[Data records]
-- -- --

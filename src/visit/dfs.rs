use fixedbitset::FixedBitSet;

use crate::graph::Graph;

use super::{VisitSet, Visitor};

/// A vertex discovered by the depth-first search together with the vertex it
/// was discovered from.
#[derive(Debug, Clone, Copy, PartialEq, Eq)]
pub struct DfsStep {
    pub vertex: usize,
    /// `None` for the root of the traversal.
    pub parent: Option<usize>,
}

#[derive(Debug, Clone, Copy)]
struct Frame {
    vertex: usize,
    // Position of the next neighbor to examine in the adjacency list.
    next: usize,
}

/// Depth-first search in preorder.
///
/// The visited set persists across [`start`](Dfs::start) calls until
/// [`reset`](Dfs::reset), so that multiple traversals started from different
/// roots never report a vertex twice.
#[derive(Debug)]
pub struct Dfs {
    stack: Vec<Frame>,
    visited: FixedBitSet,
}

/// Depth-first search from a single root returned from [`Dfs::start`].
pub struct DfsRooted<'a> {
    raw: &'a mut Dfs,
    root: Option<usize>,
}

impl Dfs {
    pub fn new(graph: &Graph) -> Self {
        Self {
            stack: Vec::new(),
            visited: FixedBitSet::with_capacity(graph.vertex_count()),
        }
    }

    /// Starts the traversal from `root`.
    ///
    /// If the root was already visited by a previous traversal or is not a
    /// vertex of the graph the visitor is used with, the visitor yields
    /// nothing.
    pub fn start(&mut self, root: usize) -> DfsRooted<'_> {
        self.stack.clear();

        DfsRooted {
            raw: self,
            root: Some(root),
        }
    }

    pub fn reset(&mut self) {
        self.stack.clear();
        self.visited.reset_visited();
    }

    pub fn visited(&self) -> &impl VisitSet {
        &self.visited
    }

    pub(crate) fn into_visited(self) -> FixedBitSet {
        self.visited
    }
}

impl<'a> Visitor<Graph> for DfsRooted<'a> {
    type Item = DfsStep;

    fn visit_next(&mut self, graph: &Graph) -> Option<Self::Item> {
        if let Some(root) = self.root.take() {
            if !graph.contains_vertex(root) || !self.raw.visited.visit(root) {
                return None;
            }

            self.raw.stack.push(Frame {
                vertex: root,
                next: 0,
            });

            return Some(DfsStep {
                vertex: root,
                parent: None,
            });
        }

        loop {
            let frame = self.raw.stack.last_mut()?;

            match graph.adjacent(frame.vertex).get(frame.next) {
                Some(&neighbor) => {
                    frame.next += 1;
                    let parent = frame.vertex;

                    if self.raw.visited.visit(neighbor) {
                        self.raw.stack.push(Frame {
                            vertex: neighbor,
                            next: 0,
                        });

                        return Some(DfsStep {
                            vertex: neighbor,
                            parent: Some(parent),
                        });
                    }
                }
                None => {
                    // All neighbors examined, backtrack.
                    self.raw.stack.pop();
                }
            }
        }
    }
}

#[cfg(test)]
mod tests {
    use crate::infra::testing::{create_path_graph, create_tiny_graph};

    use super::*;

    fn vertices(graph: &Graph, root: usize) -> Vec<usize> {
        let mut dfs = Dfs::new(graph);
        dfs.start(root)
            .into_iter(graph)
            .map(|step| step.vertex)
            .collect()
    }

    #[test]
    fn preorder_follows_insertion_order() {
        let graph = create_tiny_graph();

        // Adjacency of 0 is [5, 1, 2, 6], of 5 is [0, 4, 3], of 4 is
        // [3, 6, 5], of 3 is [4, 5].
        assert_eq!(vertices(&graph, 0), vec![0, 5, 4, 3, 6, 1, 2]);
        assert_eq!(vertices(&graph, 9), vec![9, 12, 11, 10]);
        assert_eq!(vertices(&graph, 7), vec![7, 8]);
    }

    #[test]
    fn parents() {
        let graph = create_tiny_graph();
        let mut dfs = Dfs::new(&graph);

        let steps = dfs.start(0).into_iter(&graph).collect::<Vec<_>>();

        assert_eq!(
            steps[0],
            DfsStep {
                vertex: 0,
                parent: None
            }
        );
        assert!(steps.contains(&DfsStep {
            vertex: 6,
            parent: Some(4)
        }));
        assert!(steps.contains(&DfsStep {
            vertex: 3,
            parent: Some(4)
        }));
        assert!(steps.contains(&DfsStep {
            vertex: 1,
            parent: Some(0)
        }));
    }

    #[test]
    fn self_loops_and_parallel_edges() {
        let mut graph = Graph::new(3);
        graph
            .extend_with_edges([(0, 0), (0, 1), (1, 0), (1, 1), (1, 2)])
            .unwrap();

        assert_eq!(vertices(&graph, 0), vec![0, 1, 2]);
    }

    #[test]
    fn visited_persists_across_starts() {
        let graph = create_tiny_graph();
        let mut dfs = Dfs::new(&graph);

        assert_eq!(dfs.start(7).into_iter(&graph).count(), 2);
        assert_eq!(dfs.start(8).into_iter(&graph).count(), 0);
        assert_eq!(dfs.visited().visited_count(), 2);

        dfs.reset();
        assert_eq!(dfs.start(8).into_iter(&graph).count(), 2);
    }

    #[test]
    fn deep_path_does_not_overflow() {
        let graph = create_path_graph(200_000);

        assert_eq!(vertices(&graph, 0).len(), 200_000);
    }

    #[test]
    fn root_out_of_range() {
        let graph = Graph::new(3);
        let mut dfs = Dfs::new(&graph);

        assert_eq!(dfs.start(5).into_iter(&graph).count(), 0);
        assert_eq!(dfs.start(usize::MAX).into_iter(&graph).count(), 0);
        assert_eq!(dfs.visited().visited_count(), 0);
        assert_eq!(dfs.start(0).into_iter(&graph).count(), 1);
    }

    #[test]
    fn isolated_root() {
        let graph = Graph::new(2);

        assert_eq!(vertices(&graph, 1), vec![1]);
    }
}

-- -- --

> **Instructions for the task**:
Return, from the data, each line where the string "search" occurs.

> **Response to the exercise**:
/// A vertex discovered by the depth-first search together with the vertex it
/// Depth-first search in preorder.
/// Depth-first search from a single root returned from [`Dfs::start`].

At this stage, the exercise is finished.